However, definitely avoid them if you have set or pre-paid plans in Colombia, as there is a fair chance you’ll miss them.

If you do know your moves in advance and you can book the tour weeks ahead of time, this might also be good, but if you rock into Panama City and need to get to Colombia asap, I’d say give it a miss.

Beware of seasickness too!


#4 4-day Speedboat Tours

These are shorter, less readily available boat trips, which also take in the San Blas archipelago as you skirt closer to the coast, island hopping all the way until you arrive at Sapzurro in Colombia, instead of Cartagena.

These trips normally take only 4 days and seem to be less popular, perhaps because they are less comfortable – I’m not sure where you sleep, but I’m guessing you string a hammock up on the islands.

They do however, avoid the arduous open sea crossing of the 5-day trip and you are therefore less likely to get any serious sea-sickness as a result.

Once you get to Sapzurro, it is then a $70 USD and 11-hour journey to get to Cartagena via boat to Turbo and then a bus.

This is a long and uncomfortable journey, but very straightforward if you are used to Latin American travel.

Sapzurro itself, however, is meant to be a beautifully underdeveloped, road-free, vehicle-free seaside village. I would’ve loved to have checked it out and recommend you do the same if you get a chance.

I don’t know anybody who has experience of getting across the Darien Gap this way and there’s not much information on the web about these trips.

This possibly means it’s a discontinued option for travel from Panama to Colombia.

However it’s still worth inquiring about them when you get to Panama City.
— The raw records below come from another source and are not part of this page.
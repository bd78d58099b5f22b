//! Object store holding raw messages deposited by the inbound mail service.
//!
//! The store is the durable queue: the relay lists what is pending, fetches
//! each object and deletes it once processed.

pub mod s3;

use async_trait::async_trait;
use thiserror::Error;

pub use self::s3::S3Store;

/// Errors raised by a store backend.
#[derive(Debug, Error)]
pub enum StoreError {
    #[error("store listing failed: {0}")]
    List(String),

    #[error("failed to fetch {key}: {reason}")]
    Fetch { key: String, reason: String },

    #[error("failed to delete {key}: {reason}")]
    Delete { key: String, reason: String },

    #[error("store configuration error: {0}")]
    Config(String),
}

/// Raw message fetched from the store.
#[derive(Debug, Clone)]
pub struct StoredMail {
    pub key: String,
    pub raw: Vec<u8>,
}

/// Capability interface over the object store.
#[async_trait]
pub trait MailStore: Send + Sync {
    /// List every pending key, in store order.
    async fn list(&self) -> Result<Vec<String>, StoreError>;

    /// Fetch the raw bytes stored under `key`.
    async fn get(&self, key: &str) -> Result<StoredMail, StoreError>;

    /// Remove `key` from the store.
    async fn delete(&self, key: &str) -> Result<(), StoreError>;
}
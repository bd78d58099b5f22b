//! Inbound SNS notifications.
//!
//! This module provides:
//! - The notification body and type classification
//! - Signature verification against the SNS signing certificate
//! - The validator capability used by the webhook dispatcher

pub mod signature;
pub mod types;
pub mod validator;

pub use signature::{
    is_valid_cert_url, is_valid_confirmation_url, string_to_sign, verify_signature,
    SignatureVersion,
};
pub use types::{MessageType, SnsMessage, MESSAGE_TYPE_HEADER};
pub use validator::{NotificationValidator, SnsValidator, ValidationError};
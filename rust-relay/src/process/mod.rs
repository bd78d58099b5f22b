//! Stored message processing.
//!
//! ## Processing Flow
//!
//! ```text
//! raw object → parse_raw_email() → ParsedMessage → delivery
//!                                        ↓ (failed recipient)
//!                               BounceReport → send_bounce()
//! ```

pub mod bounce;
pub mod email_parser;

pub use bounce::{send_bounce, BounceError, BounceReport};
pub use email_parser::{parse_raw_email, ParseError, ParsedMessage};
Luna’s Castle Hostel in Panama City advertise it on their website. This is also a great place to stay.

  • Speedboat Verdict

Get more info first, but looks like a potentially cheaper, quicker and better boat option for travel from Panama to Colombia!
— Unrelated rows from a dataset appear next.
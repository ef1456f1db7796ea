//! Dial loop.

use super::{CandidateResult, PeerSession, next_candidate_id, release_rendezvous};
use crate::config::NodeConfig;
use crate::error::DialError;
use crate::framing::FrameStream;
use crate::handshake::initiate;
use crate::signaling::{PeerConnector, SignalRole, handoff};
use kindred_crypto::{Identity, PublicIdentity};
use kindred_discovery::{JoinOptions, Swarm, SwarmEvent, Topic, topic_for};
use std::future::Future;
use std::pin::Pin;
use std::sync::Arc;
use std::task::{Context, Poll};
use tokio::io::{AsyncRead, AsyncWrite};
use tokio::sync::oneshot;
use tokio::task::JoinSet;
use tokio::time::Instant;
use tracing::{Instrument, debug, debug_span, error, info, info_span, warn};

/// Pending dial. Resolves with the established session.
///
/// Dropping the handle cancels the dial.
pub struct DialHandle<T> {
    result: oneshot::Receiver<Result<PeerSession<T>, DialError>>,
    cancel: Option<oneshot::Sender<()>>,
}

impl<T> DialHandle<T> {
    /// Cancel the dial. The handle then resolves with [`DialError::Cancelled`]
    /// unless a session was already established.
    pub fn cancel(&mut self) {
        if let Some(cancel) = self.cancel.take() {
            let _ = cancel.send(());
        }
    }
}

impl<T> Future for DialHandle<T> {
    type Output = Result<PeerSession<T>, DialError>;

    fn poll(mut self: Pin<&mut Self>, cx: &mut Context<'_>) -> Poll<Self::Output> {
        Pin::new(&mut self.result)
            .poll(cx)
            .map(|received| received.unwrap_or(Err(DialError::Cancelled)))
    }
}

pub(super) fn spawn<W, C, F>(
    identity: Arc<Identity>,
    config: Arc<NodeConfig>,
    target: PublicIdentity,
    swarm: W,
    connectors: Arc<F>,
) -> DialHandle<C::Transport>
where
    W: Swarm + 'static,
    C: PeerConnector + 'static,
    F: Fn(SignalRole) -> C + Send + Sync + 'static,
{
    let (result_tx, result_rx) = oneshot::channel();
    let (cancel_tx, cancel_rx) = oneshot::channel();
    let span = info_span!("dial", host = %target.short());

    tokio::spawn(
        async move {
            let result = run(identity, config, target, swarm, connectors, cancel_rx).await;
            let _ = result_tx.send(result);
        }
        .instrument(span),
    );

    DialHandle {
        result: result_rx,
        cancel: Some(cancel_tx),
    }
}

async fn run<W, C, F>(
    identity: Arc<Identity>,
    config: Arc<NodeConfig>,
    target: PublicIdentity,
    mut swarm: W,
    connectors: Arc<F>,
    mut cancel: oneshot::Receiver<()>,
) -> Result<PeerSession<C::Transport>, DialError>
where
    W: Swarm,
    C: PeerConnector + 'static,
    F: Fn(SignalRole) -> C + Send + Sync + 'static,
{
    let topic = topic_for(&target);
    let result = dial_topic(
        &identity,
        &config,
        target,
        topic,
        &mut swarm,
        &connectors,
        &mut cancel,
    )
    .await;

    if let Err(e) = swarm.leave(&topic).await {
        debug!("Failed to leave target topic: {e}");
    }
    swarm.close().await;

    match &result {
        Ok(session) => info!(peer = %session.peer.short(), "Dial succeeded"),
        Err(e) => warn!("Dial failed: {e}"),
    }
    result
}

async fn expired(deadline: Option<Instant>) {
    match deadline {
        Some(deadline) => tokio::time::sleep_until(deadline).await,
        None => std::future::pending().await,
    }
}

async fn dial_topic<W, C, F>(
    identity: &Arc<Identity>,
    config: &Arc<NodeConfig>,
    target: PublicIdentity,
    topic: Topic,
    swarm: &mut W,
    connectors: &Arc<F>,
    cancel: &mut oneshot::Receiver<()>,
) -> Result<PeerSession<C::Transport>, DialError>
where
    W: Swarm,
    C: PeerConnector + 'static,
    F: Fn(SignalRole) -> C + Send + Sync + 'static,
{
    swarm
        .join(
            topic,
            JoinOptions {
                announce: false,
                lookup: true,
            },
        )
        .await?;
    info!(topic = %topic.short(), "Joined target topic");

    let deadline = config.dial_timeout.map(|timeout| Instant::now() + timeout);
    let mut candidates = JoinSet::new();
    let mut swarm_open = true;

    loop {
        if !swarm_open && candidates.is_empty() {
            return Err(DialError::Rejected);
        }

        tokio::select! {
            _ = &mut *cancel => return Err(DialError::Cancelled),
            () = expired(deadline) => return Err(DialError::TimedOut),
            event = swarm.next_event(), if swarm_open => match event {
                Some(SwarmEvent::Connection(stream)) => {
                    let id = next_candidate_id();
                    debug!(candidate = id, "Outbound candidate");
                    candidates.spawn(
                        offer_candidate(
                            stream,
                            Arc::clone(identity),
                            Arc::clone(config),
                            target,
                            Arc::clone(connectors),
                        )
                        .instrument(debug_span!("candidate", id)),
                    );
                }
                Some(SwarmEvent::Error(e)) => warn!("Swarm error: {e}"),
                None => {
                    debug!("Swarm stopped producing candidates");
                    swarm_open = false;
                }
            },
            Some(joined) = candidates.join_next(), if !candidates.is_empty() => match joined {
                Ok(Ok(session)) => {
                    candidates.shutdown().await;
                    return Ok(session);
                }
                Ok(Err(e)) => warn!("Rejected candidate: {e}"),
                Err(e) => {
                    if !e.is_cancelled() {
                        error!("Candidate task failed: {e}");
                    }
                }
            },
        }
    }
}

async fn offer_candidate<S, C, F>(
    stream: S,
    identity: Arc<Identity>,
    config: Arc<NodeConfig>,
    target: PublicIdentity,
    connectors: Arc<F>,
) -> CandidateResult<C::Transport>
where
    S: AsyncRead + AsyncWrite + Unpin + Send,
    C: PeerConnector,
    F: Fn(SignalRole) -> C + Send + Sync,
{
    let mut stream = FrameStream::new(stream, config.max_frame_len);
    let peer = initiate(&mut stream, &identity, target, config.handshake_step_timeout).await?;

    let transport = handoff(
        &mut stream,
        connectors(SignalRole::Offer),
        config.signaling_timeout,
    )
    .await?;
    release_rendezvous(stream).await;

    Ok(PeerSession { peer, transport })
}
//! Signaling handoff from an authenticated rendezvous stream to a direct
//! peer transport.
//!
//! Once a rendezvous stream is authenticated, both sides run one round of
//! offer/answer signaling over it: the dialing side offers, the serving side
//! answers. A [`PeerConnector`] is the local end of the direct transport
//! being negotiated. It produces signaling units to relay to the remote
//! side, consumes the units the remote side relays back, and eventually
//! reports a live transport.
//!
//! Signaling units travel as JSON [`SignalMessage`]s inside length-prefixed
//! frames, so any number of them may be coalesced into one read or split
//! across several.

pub mod direct;
pub mod handoff;
pub mod memory;

pub use direct::{DirectConfig, DirectConnector};
pub use handoff::handoff;
pub use memory::{MemoryConnector, MemoryConnectorHub};

use crate::error::SignalingError;
use async_trait::async_trait;
use serde::{Deserialize, Serialize};

/// One signaling unit.
#[derive(Debug, Clone, PartialEq, Eq, Serialize, Deserialize)]
#[serde(tag = "type", rename_all = "lowercase")]
pub enum SignalMessage {
    /// Session description from the offering side
    Offer {
        /// Opaque description
        sdp: String,
    },
    /// Session description from the answering side
    Answer {
        /// Opaque description
        sdp: String,
    },
    /// A transport candidate. An empty candidate ends the candidate list.
    Candidate {
        /// Opaque candidate
        candidate: String,
    },
}

impl SignalMessage {
    /// Candidate marking the end of the candidate list.
    #[must_use]
    pub fn end_of_candidates() -> Self {
        Self::Candidate {
            candidate: String::new(),
        }
    }
}

/// Which side of the offer/answer exchange a connector plays.
#[derive(Debug, Clone, Copy, PartialEq, Eq)]
pub enum SignalRole {
    /// Produces the offer (the dialing side)
    Offer,
    /// Answers an offer (the serving side)
    Answer,
}

/// Event reported by a connector.
#[derive(Debug)]
pub enum ConnectorEvent<T> {
    /// A signaling unit to relay to the remote side
    Signal(SignalMessage),
    /// The direct transport is live
    Connected(T),
    /// Negotiation failed
    Error(String),
}

/// Local end of a direct transport under negotiation.
#[async_trait]
pub trait PeerConnector: Send {
    /// Transport produced once connected.
    type Transport: Send + 'static;

    /// Wait for the next event. Returns `None` if the connector gave up.
    ///
    /// Must be cancel-safe.
    async fn next_event(&mut self) -> Option<ConnectorEvent<Self::Transport>>;

    /// Feed a signaling unit received from the remote side.
    async fn signal(&mut self, message: SignalMessage) -> Result<(), SignalingError>;
}

#[cfg(test)]
mod tests {
    use super::*;

    #[test]
    fn test_signal_message_json() {
        let offer = SignalMessage::Offer {
            sdp: "v=0".to_string(),
        };
        assert_eq!(
            serde_json::to_string(&offer).unwrap(),
            r#"{"type":"offer","sdp":"v=0"}"#
        );

        let parsed: SignalMessage =
            serde_json::from_str(r#"{"type":"candidate","candidate":""}"#).unwrap();
        assert_eq!(parsed, SignalMessage::end_of_candidates());
    }

    #[test]
    fn test_signal_message_rejects_unknown_type() {
        assert!(serde_json::from_str::<SignalMessage>(r#"{"type":"bye"}"#).is_err());
    }
}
#5 Flying to Puerto Obaldia, Panama

This is the option I really wanted to take. Flights from Panama City to the border town of Puerto Obaldia are run by the domestic carrier

Flights from Panama City to the border town of Puerto Obaldia are run by the domestic carrier Air Panama and are cheap, costing only about $75 USD.
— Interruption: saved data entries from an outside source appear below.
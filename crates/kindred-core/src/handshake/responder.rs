//! Responder ("host") side of the handshake.

use super::{
    AUTH_REQUEST_SIZE, CHALLENGE_AAD, CHALLENGE_MESSAGE_SIZE, RESPONSE_AAD, SUCCESS_MARKER,
    Transition, challenge_key,
};
use crate::error::HandshakeError;
use kindred_crypto::aead::AeadKey;
use kindred_crypto::constant_time::verify_32;
use kindred_crypto::identity::IDENTITY_PUBLIC_KEY_SIZE;
use kindred_crypto::random::random_32;
use kindred_crypto::{AuthKeypair, Identity, PublicIdentity, seal};
use std::borrow::Cow;
use tracing::{debug, trace};
use zeroize::Zeroizing;

/// Responder phases
#[derive(Debug, Clone, Copy, PartialEq, Eq)]
pub enum ResponderPhase {
    /// Waiting for a sealed authentication request
    AwaitingRequest,
    /// Challenge sent, waiting for the echo
    ChallengeSent,
    /// Comparing the echoed challenge
    Verifying,
    /// Peer proved its identity
    Authenticated,
    /// Peer failed to prove its identity
    Rejected,
}

/// Responder state machine.
///
/// Unparseable input while [`ResponderPhase::AwaitingRequest`] is dropped
/// without changing phase, since unrelated bytes may share the stream. Any
/// failure after the challenge is sent rejects the session for good.
pub struct Responder {
    auth: AuthKeypair,
    phase: ResponderPhase,
    peer: Option<PublicIdentity>,
    key: Option<AeadKey>,
    challenge: Option<Zeroizing<[u8; 32]>>,
}

impl Responder {
    /// Create a responder for a local identity.
    #[must_use]
    pub fn new(identity: &Identity) -> Self {
        Self {
            auth: identity.auth_keypair(),
            phase: ResponderPhase::AwaitingRequest,
            peer: None,
            key: None,
            challenge: None,
        }
    }

    /// Current phase
    #[must_use]
    pub fn phase(&self) -> ResponderPhase {
        self.phase
    }

    /// Identity claimed by the peer, once a request has been opened.
    ///
    /// Only proven once the phase is [`ResponderPhase::Authenticated`].
    #[must_use]
    pub fn claimed_peer(&self) -> Option<&PublicIdentity> {
        self.peer.as_ref()
    }

    /// Feed one received message.
    pub fn handle(&mut self, message: &[u8]) -> Transition {
        match self.phase {
            ResponderPhase::AwaitingRequest => self.on_request(message),
            ResponderPhase::ChallengeSent => {
                self.phase = ResponderPhase::Verifying;
                self.on_echo(message)
            }
            ResponderPhase::Verifying | ResponderPhase::Authenticated => Transition::Pending,
            ResponderPhase::Rejected => Transition::Rejected(HandshakeError::MalformedInput(
                Cow::Borrowed("session already rejected"),
            )),
        }
    }

    fn on_request(&mut self, message: &[u8]) -> Transition {
        if message.len() < AUTH_REQUEST_SIZE {
            trace!(len = message.len(), "Ignoring short auth request");
            return Transition::Pending;
        }

        let Ok(plaintext) = seal::open(message, self.auth.secret_key()) else {
            trace!("Ignoring auth request that does not open");
            return Transition::Pending;
        };
        if plaintext.len() != IDENTITY_PUBLIC_KEY_SIZE {
            trace!(len = plaintext.len(), "Ignoring auth request with bad payload");
            return Transition::Pending;
        }
        let Ok(peer) = PublicIdentity::from_slice(&plaintext) else {
            trace!("Ignoring auth request with invalid identity");
            return Transition::Pending;
        };
        let Ok(shared) = peer
            .auth_public_key()
            .and_then(|remote| self.auth.agree(&remote))
        else {
            trace!(peer = %peer.short(), "Ignoring auth request from unusable key");
            return Transition::Pending;
        };

        let key = challenge_key(&shared);
        let challenge = match random_32() {
            Ok(bytes) => Zeroizing::new(bytes),
            Err(e) => return self.reject(e.into()),
        };
        let message = match key.encrypt_prefixed(challenge.as_slice(), CHALLENGE_AAD) {
            Ok(message) => message,
            Err(e) => return self.reject(e.into()),
        };

        debug!(peer = %peer.short(), "Auth request opened, challenge sent");
        self.peer = Some(peer);
        self.key = Some(key);
        self.challenge = Some(challenge);
        self.phase = ResponderPhase::ChallengeSent;
        Transition::Send(message)
    }

    fn on_echo(&mut self, message: &[u8]) -> Transition {
        let key = self.key.take();
        let challenge = self.challenge.take();
        let (Some(key), Some(challenge), Some(peer)) = (key, challenge, self.peer) else {
            return self.reject(HandshakeError::MalformedInput(Cow::Borrowed(
                "no challenge outstanding",
            )));
        };

        if message.len() != CHALLENGE_MESSAGE_SIZE {
            return self.reject(HandshakeError::MalformedInput(Cow::Owned(format!(
                "challenge response of {} bytes, expected {CHALLENGE_MESSAGE_SIZE}",
                message.len()
            ))));
        }

        let echoed = match key.decrypt_prefixed(message, RESPONSE_AAD) {
            Ok(plaintext) => Zeroizing::new(plaintext),
            Err(e) => return self.reject(e.into()),
        };
        let Ok(echoed) = <&[u8; 32]>::try_from(echoed.as_slice()) else {
            return self.reject(HandshakeError::ChallengeMismatch);
        };

        if !verify_32(echoed, &challenge) {
            return self.reject(HandshakeError::ChallengeMismatch);
        }

        debug!(peer = %peer.short(), "Challenge verified");
        self.phase = ResponderPhase::Authenticated;
        Transition::Complete {
            reply: Some(SUCCESS_MARKER.to_vec()),
            peer,
        }
    }

    fn reject(&mut self, error: HandshakeError) -> Transition {
        debug!("Responder rejected session: {error}");
        self.phase = ResponderPhase::Rejected;
        self.key = None;
        self.challenge = None;
        Transition::Rejected(error)
    }
}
Unfortunately, they only run a couple times a week, currently Monday and Friday and seem to be booked up well in advance, which is the reason I couldn’t travel across the border this way.

Sadly, it is impossible to get hold of the company by phone or email to confirm a booking and I have also heard of their system issuing you with a wrong ticket, which it is then impossible to get changed.

I have also heard you have to pay excess for heavy luggage, which seems to apply to any bag that hits their scale.

But hey, this is Latin America!

Nonetheless, if you get the chance to travel from Panama to Colombia this way I would recommend it.

Once you arrive in Puerto Obaldia, which is in the Darien region of Panama, you go through exit customs and then board a $15 USD boat to Sapzurro.

It is here you will clear Colombian immigration.

As discussed above, Sapzurro is meant to be an incredibly beautiful part of Colombia that I wish I had seen.

I would definitely recommend staying here a few days and enjoying the paradise setting.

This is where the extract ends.